Longitude: -1.5561 / 1°33'21"W

OS Eastings: 431025.341917

OS Northings: 159248.537742

OS Grid: SU310592

Mapcode National: GBR 5ZS.HDG

Mapcode Global: VHC24.ZS7N

Entry Name: Long barrow on Smay Down, 300m east of The Hassock

Scheduled Date: 3 April 1925

Last Amended: 14 February 1992

Source: Historic England

Source ID: 1010467

English Heritage Legacy ID: 12308

County: Wiltshire

Civil Parish: Shalbourne

Traditional County: Berkshire

Lieutenancy Area (Ceremonial County): Wiltshire


The monument includes a long barrow set on a gentle south-facing slope in an
area of undulating chalk downland. It survives as a low earthwork orientated
NW-SE and is rectangular in plan. The barrow mound is 60m long, 28m wide and
stands to a height of 0.6m.
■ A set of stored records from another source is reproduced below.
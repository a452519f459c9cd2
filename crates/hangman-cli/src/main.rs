//! Hangman terminal game entry point.

use std::process::ExitCode;
use std::sync::Arc;
use std::time::Duration;

use hangman_cli::bootstrap::bootstrap;
use hangman_cli::config::{Config, LogFormat};
use hangman_cli::error::AppError;
use hangman_cli::render::TerminalSink;
use hangman_cli::session::{Reply, Session};
use tokio::io::{AsyncBufReadExt, BufReader};
use tokio::time::MissedTickBehavior;
use tracing_subscriber::EnvFilter;

#[tokio::main(flavor = "current_thread")]
async fn main() -> ExitCode {
    let config = match Config::from_env() {
        Ok(config) => config,
        Err(e) => {
            eprintln!("{e}");
            return e.exit_code();
        }
    };
    init_tracing(config.log_format);

    match run(&config).await {
        Ok(()) => ExitCode::SUCCESS,
        Err(e) => {
            tracing::error!(error = %e, "hangman stopped");
            eprintln!("{e}");
            e.exit_code()
        }
    }
}

fn init_tracing(format: LogFormat) {
    let filter = EnvFilter::try_from_default_env().unwrap_or_else(|_| EnvFilter::new("info"));
    let builder = tracing_subscriber::fmt()
        .with_env_filter(filter)
        .with_writer(std::io::stderr);
    match format {
        LogFormat::Json => builder.json().init(),
        LogFormat::Compact => builder.compact().init(),
    }
}

async fn run(config: &Config) -> Result<(), AppError> {
    tracing::info!(data_dir = %config.data_dir.display(), "starting hangman");

    let loader_config = config.clone();
    let game = tokio::task::spawn_blocking(move || {
        bootstrap(&loader_config, Arc::new(TerminalSink))
    })
    .await
    .map_err(|e| AppError::Io(std::io::Error::other(e)))??;

    let mut session = Session::new(game);
    println!("{}", session.greeting());

    let mut lines = BufReader::new(tokio::io::stdin()).lines();
    let mut ticks = tokio::time::interval(Duration::from_millis(config.tick_ms));
    ticks.set_missed_tick_behavior(MissedTickBehavior::Delay);
    // The first tick completes immediately.
    ticks.tick().await;

    loop {
        tokio::select! {
            line = lines.next_line() => {
                let Some(line) = line? else {
                    tracing::info!("input closed");
                    break;
                };
                match session.handle_line(&line) {
                    Reply::Continue(text) => println!("{text}"),
                    Reply::Quit(text) => {
                        println!("{text}");
                        break;
                    }
                }
            }
            _ = ticks.tick() => {
                if let Some(text) = session.tick() {
                    println!("{text}");
                }
            }
        }
    }
    Ok(())
}
//! Random number generator abstraction for determinism.
//!
//! Word picks and hint letters go through this trait. In production it wraps
//! a real RNG; in tests a seeded or scripted implementation is injected.

use rand::rngs::StdRng;
use rand::{Rng, SeedableRng};

/// Abstraction over random number generation.
pub trait DeterministicRng: Send + Sync {
    /// Generate a random `u32` in the range `[min, max]` inclusive.
    fn next_u32_range(&mut self, min: u32, max: u32) -> u32;

    /// Pick a uniformly random index into a collection of `len` elements.
    ///
    /// Returns `None` for an empty collection. Out-of-range values from a
    /// scripted RNG are clamped to the last index.
    fn pick_index(&mut self, len: usize) -> Option<usize> {
        if len == 0 {
            return None;
        }
        let max = u32::try_from(len - 1).unwrap_or(u32::MAX);
        let picked = self.next_u32_range(0, max) as usize;
        Some(picked.min(len - 1))
    }
}

/// Production RNG backed by `rand`'s standard generator.
#[derive(Debug, Clone)]
pub struct StdRandom {
    inner: StdRng,
}

impl StdRandom {
    /// Seeds from the operating system's entropy source.
    #[must_use]
    pub fn from_os() -> Self {
        Self {
            inner: StdRng::from_os_rng(),
        }
    }

    /// Creates a reproducible generator from a fixed seed.
    #[must_use]
    pub fn seeded(seed: u64) -> Self {
        Self {
            inner: StdRng::seed_from_u64(seed),
        }
    }
}

impl DeterministicRng for StdRandom {
    fn next_u32_range(&mut self, min: u32, max: u32) -> u32 {
        if min >= max {
            return min;
        }
        self.inner.random_range(min..=max)
    }
}
//! Lifetime statistics, round history and best times.

use std::collections::{BTreeMap, VecDeque};

use chrono::{DateTime, Utc};
use hangman_words::domain::catalog::Difficulty;
use serde::{Deserialize, Serialize};

/// Oldest history entries are dropped beyond this many.
pub const HISTORY_CAP: usize = 1000;

/// One finished round.
#[derive(Debug, Clone, PartialEq, Eq, Serialize, Deserialize)]
pub struct RoundRecord {
    /// The word that was played.
    pub word: String,
    /// Difficulty the round was played at.
    pub difficulty: Difficulty,
    /// Category the word came from.
    pub category: String,
    /// Whether the round was won.
    pub won: bool,
    /// Points earned (zero for a loss).
    pub score: u32,
    /// Mistakes made.
    pub incorrect_guesses: u32,
    /// Round time excluding pauses.
    pub elapsed_ms: u64,
    /// Whether practice mode was on.
    pub practice: bool,
    /// When the round ended.
    pub played_at: DateTime<Utc>,
}

/// Played/won counters for one bucket.
#[derive(Debug, Clone, Copy, Default, PartialEq, Eq, Serialize, Deserialize)]
pub struct Tally {
    /// Rounds finished.
    pub played: u32,
    /// Rounds won.
    pub won: u32,
}

impl Tally {
    fn count(&mut self, won: bool) {
        self.played += 1;
        self.won += u32::from(won);
    }
}

/// Aggregate counters plus a bounded round history.
///
/// `games_played` is always `games_won + games_lost`; it is derived rather
/// than stored so a hand-edited blob cannot break that.
#[derive(Debug, Clone, Default, PartialEq, Eq, Serialize, Deserialize)]
#[serde(default)]
pub struct Statistics {
    games_won: u32,
    games_lost: u32,
    current_streak: u32,
    best_streak: u32,
    by_category: BTreeMap<String, Tally>,
    by_difficulty: BTreeMap<Difficulty, Tally>,
    history: VecDeque<RoundRecord>,
}

impl Statistics {
    /// Creates empty statistics.
    #[must_use]
    pub fn new() -> Self {
        Self::default()
    }

    /// Folds a finished round into the counters and history.
    pub fn record(&mut self, round: RoundRecord) {
        if round.won {
            self.games_won += 1;
            self.current_streak += 1;
            self.best_streak = self.best_streak.max(self.current_streak);
        } else {
            self.games_lost += 1;
            self.current_streak = 0;
        }

        self.by_category
            .entry(round.category.clone())
            .or_default()
            .count(round.won);
        self.by_difficulty
            .entry(round.difficulty)
            .or_default()
            .count(round.won);

        self.history.push_back(round);
        while self.history.len() > HISTORY_CAP {
            self.history.pop_front();
        }
    }

    /// Rounds finished.
    #[must_use]
    pub fn games_played(&self) -> u32 {
        self.games_won + self.games_lost
    }

    /// Rounds won.
    #[must_use]
    pub fn games_won(&self) -> u32 {
        self.games_won
    }

    /// Rounds lost.
    #[must_use]
    pub fn games_lost(&self) -> u32 {
        self.games_lost
    }

    /// `100 × won / played`, or `0.0` before the first round.
    #[must_use]
    pub fn win_percentage(&self) -> f64 {
        match self.games_played() {
            0 => 0.0,
            played => 100.0 * f64::from(self.games_won) / f64::from(played),
        }
    }

    /// Wins since the last loss.
    #[must_use]
    pub fn current_streak(&self) -> u32 {
        self.current_streak
    }

    /// Longest streak ever reached.
    #[must_use]
    pub fn best_streak(&self) -> u32 {
        self.best_streak
    }

    /// Per-category tallies.
    #[must_use]
    pub fn by_category(&self) -> &BTreeMap<String, Tally> {
        &self.by_category
    }

    /// Per-difficulty tallies.
    #[must_use]
    pub fn by_difficulty(&self) -> &BTreeMap<Difficulty, Tally> {
        &self.by_difficulty
    }

    /// Number of distinct categories ever played.
    #[must_use]
    pub fn categories_played(&self) -> usize {
        self.by_category.len()
    }

    /// Recent rounds, oldest first.
    pub fn history(&self) -> impl Iterator<Item = &RoundRecord> {
        self.history.iter()
    }
}

/// Fastest winning round per difficulty, in milliseconds.
#[derive(Debug, Clone, Default, PartialEq, Eq, Serialize, Deserialize)]
#[serde(transparent)]
pub struct BestTimes(BTreeMap<Difficulty, u64>);

impl BestTimes {
    /// Records a winning time; returns `true` if it is a new best.
    pub fn record(&mut self, difficulty: Difficulty, elapsed_ms: u64) -> bool {
        match self.0.get(&difficulty) {
            Some(best) if *best <= elapsed_ms => false,
            _ => {
                self.0.insert(difficulty, elapsed_ms);
                true
            }
        }
    }

    /// Best time for `difficulty`, if any round has been won at it.
    #[must_use]
    pub fn get(&self, difficulty: Difficulty) -> Option<u64> {
        self.0.get(&difficulty).copied()
    }
}

#[cfg(test)]
mod tests {
    use super::*;
    use chrono::TimeZone;

    fn round(category: &str, won: bool) -> RoundRecord {
        RoundRecord {
            word: "cat".to_owned(),
            difficulty: Difficulty::Easy,
            category: category.to_owned(),
            won,
            score: if won { 100 } else { 0 },
            incorrect_guesses: 1,
            elapsed_ms: 8_000,
            practice: false,
            played_at: Utc.with_ymd_and_hms(2026, 1, 15, 10, 0, 0).unwrap(),
        }
    }

    #[test]
    fn test_empty_statistics_have_zero_percentage() {
        let stats = Statistics::new();
        assert_eq!(stats.games_played(), 0);
        assert!(stats.win_percentage().abs() < f64::EPSILON);
    }

    #[test]
    fn test_counters_stay_consistent() {
        let mut stats = Statistics::new();
        for won in [true, true, false, true] {
            stats.record(round("animals", won));
        }

        assert_eq!(stats.games_played(), stats.games_won() + stats.games_lost());
        assert_eq!(stats.games_won(), 3);
        assert!((stats.win_percentage() - 75.0).abs() < f64::EPSILON);
    }

    #[test]
    fn test_streaks() {
        let mut stats = Statistics::new();
        for won in [true, true, true, false, true] {
            stats.record(round("animals", won));
        }

        assert_eq!(stats.current_streak(), 1);
        assert_eq!(stats.best_streak(), 3);
    }

    #[test]
    fn test_tallies_by_category_and_difficulty() {
        let mut stats = Statistics::new();
        stats.record(round("animals", true));
        stats.record(round("colors", false));
        stats.record(round("animals", false));

        assert_eq!(stats.categories_played(), 2);
        assert_eq!(stats.by_category()["animals"], Tally { played: 2, won: 1 });
        assert_eq!(stats.by_difficulty()[&Difficulty::Easy], Tally { played: 3, won: 1 });
    }

    #[test]
    fn test_history_is_capped_oldest_first() {
        let mut stats = Statistics::new();
        for i in 0..=HISTORY_CAP {
            let mut record = round("animals", true);
            record.word = format!("word{i}");
            stats.record(record);
        }

        assert_eq!(stats.history().count(), HISTORY_CAP);
        assert_eq!(stats.history().next().unwrap().word, "word1");
        assert_eq!(stats.games_played() as usize, HISTORY_CAP + 1);
    }

    #[test]
    fn test_partial_blob_deserializes_with_defaults() {
        let stats: Statistics =
            serde_json::from_value(serde_json::json!({"games_won": 4, "games_lost": 1})).unwrap();
        assert_eq!(stats.games_played(), 5);
        assert_eq!(stats.history().count(), 0);
    }

    #[test]
    fn test_best_times_keep_fastest() {
        let mut best = BestTimes::default();
        assert!(best.record(Difficulty::Easy, 9_000));
        assert!(!best.record(Difficulty::Easy, 12_000));
        assert!(best.record(Difficulty::Easy, 7_500));

        assert_eq!(best.get(Difficulty::Easy), Some(7_500));
        assert_eq!(best.get(Difficulty::Hard), None);
    }
}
Flanking ditches, from which material was
quarried during the construction of the monument, run parallel to the NE and
SW sides of the mound. These have become infilled over the years although the
ditch to the NE of the mound remains visible as a slight earthwork while that
to the SW survives as a buried feature. Both are c.3m wide.
The track surface which crosses the south end of the barrow mound is excluded
from the scheduling, though the ground beneath is included.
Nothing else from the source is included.